1945 – Present: The Militia carries on
In January 1946, The Fort Garry Horse was disbanded as an active Regiment. Lt. Col. G.M. Churchill was given the task of organizing the 10th (Reserve) Armoured Regiment (The Fort Garry Horse). Officers and men who had served in wartime were recruited, and new recruits with no war experience began to trickle in. In time, enough equipment was issued to conduct armoured training in gunnery, driving, communications and maintenance. Summer training continued at Camp Shilo and Wainwright in Alberta.In 1951 the “Panda Squadron” was formed in Calgary made of reservists who had volunteered to serve full time with 27 Brigade in Germany. The Fort Garry Horse members, however, were destined to become First Troop, “A” Squadron of the Lord Strathcona’s Horse, in the Korean War. In 1953, the regiment moved to new quarters at Carpiquet Barracks, a former Air Force training camp. Armoured training continued there until 1958 when they were moved back to Fort Osborne.
In the early sixties, the Militia were given the new role of National Survival in the event of nuclear war. Unit members trained in radiation monitoring and rescue techniques. This type of training failed to be stimulating or challenging and many skilled and experienced tradesmen were lost.
A proud moment in Regimental History occurred on 11 May 1963, when the Guidon was presented to the Regiment by the Lieutenant-Governor in a ceremony at Minto Armouries. A move from Fort Osborne to McGregor Armoury was completed in 1965 and in 1967, the Regiment’s role was again revised to that of a Light Armoured Regiment.

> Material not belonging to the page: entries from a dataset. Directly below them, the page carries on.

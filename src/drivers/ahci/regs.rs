//! AHCI register definitions
//!
//! Bitfields are declared with tock-registers and used to decode and build
//! values that travel through [`RegisterIo`](crate::drivers::mmio::RegisterIo)
//! as plain `u32`s.

use tock_registers::register_bitfields;

register_bitfields! [
    u32,
    /// Host Capabilities (CAP) Register
    pub CAP [
        /// Number of Ports (0's based)
        NP OFFSET(0) NUMBITS(5) []
    ],

    /// Global HBA Control (GHC) Register
    pub GHC [
        /// HBA Reset
        HR OFFSET(0) NUMBITS(1) [],
        /// Interrupt Enable
        IE OFFSET(1) NUMBITS(1) [],
        /// AHCI Enable
        AE OFFSET(31) NUMBITS(1) []
    ],

    /// Version (VS) Register
    pub VS [
        /// Minor Version Number
        MNR OFFSET(0) NUMBITS(16) [],
        /// Major Version Number
        MJR OFFSET(16) NUMBITS(16) []
    ],

    /// Port Command and Status (PxCMD) Register
    pub PORT_CMD [
        /// Start
        ST OFFSET(0) NUMBITS(1) [],
        /// Spin-Up Device
        SUD OFFSET(1) NUMBITS(1) [],
        /// FIS Receive Enable
        FRE OFFSET(4) NUMBITS(1) [],
        /// FIS Receive Running
        FR OFFSET(14) NUMBITS(1) [],
        /// Command List Running
        CR OFFSET(15) NUMBITS(1) []
    ],

    /// Port Task File Data (PxTFD) Register
    pub PORT_TFD [
        /// Status register
        STS OFFSET(0) NUMBITS(8) [],
        /// Status: Error
        STS_ERR OFFSET(0) NUMBITS(1) [],
        /// Status: Data Request
        STS_DRQ OFFSET(3) NUMBITS(1) [],
        /// Status: Device Ready
        STS_DRDY OFFSET(6) NUMBITS(1) [],
        /// Status: Busy
        STS_BSY OFFSET(7) NUMBITS(1) [],
        /// Error Register
        ERR OFFSET(8) NUMBITS(8) []
    ],

    /// Port Serial ATA Status (PxSSTS) Register
    pub PORT_SSTS [
        /// Device Detection
        DET OFFSET(0) NUMBITS(4) [
            PresentComm = 3
        ]
    ],

    /// Port Serial ATA Control (PxSCTL) Register
    pub PORT_SCTL [
        /// Device Detection Initialization
        DET OFFSET(0) NUMBITS(4) [
            Comreset = 1
        ]
    ],

    /// Port Interrupt Status (PxIS) Register
    pub PORT_IS [
        /// Device to Host Register FIS Interrupt
        DHRS OFFSET(0) NUMBITS(1) [],
        /// PIO Setup FIS Interrupt
        PSS OFFSET(1) NUMBITS(1) [],
        /// Task File Error Status
        TFES OFFSET(30) NUMBITS(1) []
    ]
];

// ============================================================================
// Register offsets
// ============================================================================

/// Host Capabilities
pub const HBA_CAP: u64 = 0x00;
/// Global HBA Control
pub const HBA_GHC: u64 = 0x04;
/// Interrupt Status
pub const HBA_IS: u64 = 0x08;
/// Ports Implemented
pub const HBA_PI: u64 = 0x0C;
/// Version
pub const HBA_VS: u64 = 0x10;

/// Port registers base offset from AHCI base
pub const PORT_BASE: u64 = 0x100;

/// Port register block size
pub const PORT_SIZE: u64 = 0x80;

/// Port Command List Base Address
pub const PX_CLB: u64 = 0x00;
/// Port Command List Base Address Upper
pub const PX_CLBU: u64 = 0x04;
/// Port FIS Base Address
pub const PX_FB: u64 = 0x08;
/// Port FIS Base Address Upper
pub const PX_FBU: u64 = 0x0C;
/// Port Interrupt Status
pub const PX_IS: u64 = 0x10;
/// Port Interrupt Enable
pub const PX_IE: u64 = 0x14;
/// Port Command and Status
pub const PX_CMD: u64 = 0x18;
/// Port Task File Data
pub const PX_TFD: u64 = 0x20;
/// Port Signature
pub const PX_SIG: u64 = 0x24;
/// Port Serial ATA Status
pub const PX_SSTS: u64 = 0x28;
/// Port Serial ATA Control
pub const PX_SCTL: u64 = 0x2C;
/// Port Serial ATA Error
pub const PX_SERR: u64 = 0x30;
/// Port Command Issue
pub const PX_CI: u64 = 0x38;

/// Size of the register window mapped from BAR5: generic registers plus
/// all 32 port blocks (0x100 + 32 * 0x80)
pub const HBA_MMIO_SIZE: usize = (PORT_BASE + MAX_PORTS as u64 * PORT_SIZE) as usize;

/// Highest port number an HBA can implement, plus one
pub const MAX_PORTS: u8 = 32;

// ============================================================================
// Device signatures
// ============================================================================

/// SATA device signature for ATA (hard drive)
pub const SATA_SIG_ATA: u32 = 0x00000101;

/// SATA device signature for ATAPI (CD/DVD)
pub const SATA_SIG_ATAPI: u32 = 0xEB140101;

/// SATA device signature for SEMB (Enclosure Management Bridge)
pub const SATA_SIG_SEMB: u32 = 0xC33C0101;

/// SATA device signature for Port Multiplier
pub const SATA_SIG_PM: u32 = 0x96690101;

// ============================================================================
// FIS and ATA
// ============================================================================

/// Register FIS - Host to Device
pub const FIS_TYPE_REG_H2D: u8 = 0x27;

/// Register FIS - Device to Host
pub const FIS_TYPE_REG_D2H: u8 = 0x34;

/// Offset of the D2H register FIS inside the received-FIS area
pub const RFIS_D2H_OFFSET: usize = 0x40;

/// Identify Device
pub const ATA_CMD_IDENTIFY: u8 = 0xEC;

/// SMART
pub const ATA_CMD_SMART: u8 = 0xB0;

/// Key values SMART expects in LBA mid/high
pub const SMART_LBA_MID: u8 = 0x4F;
pub const SMART_LBA_HIGH: u8 = 0xC2;

/// Device register value used for legacy commands (master, obsolete bits set)
pub const ATA_DEVICE_DEFAULT: u8 = 0xA0;

/// ATA status register bits
pub const ATA_SR_BSY: u8 = 0x80;
pub const ATA_SR_DRDY: u8 = 0x40;
pub const ATA_SR_DF: u8 = 0x20;
pub const ATA_SR_ERR: u8 = 0x01;

/// ATA sector size
pub const SECTOR_SIZE: u32 = 512;

/// Largest byte count one PRD entry can describe (22-bit DBC field)
pub const MAX_PRD_BYTES: usize = 0x40_0000;

/// Size and alignment of each per-port DMA structure
pub const PORT_DMA_SIZE: usize = 1024;
pub const PORT_DMA_ALIGN: usize = 1024;

/// Port register offset for `port`
#[inline]
pub const fn port_reg(port: u8, reg: u64) -> u64 {
    PORT_BASE + (port as u64) * PORT_SIZE + reg
}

The role of tanks in the regiment’s training decreased until in the early 70’s the Garrys had become a Reconnaissance (RECCE) Regiment using Jeeps with mounted machine-guns and radios as the primary vehicle. The venerable jeep was later replaced by the Volkswagen/Bombardier Iltis, which served for 20 years. The Regiment continues to train troops in the Recce role using the Mercedes G-Wagen and militarized Silverado trucks, along with light and medium support vehicles for supply, command and control.
Many members of the unit have served overseas with NATO forces, on missions in the Middle East and in UN, NATO, and other operations in the Balkans and most recently Afghanistan. In addition to overseas operations, members have been employed in domestic operations such as flood control and forest fire fighting.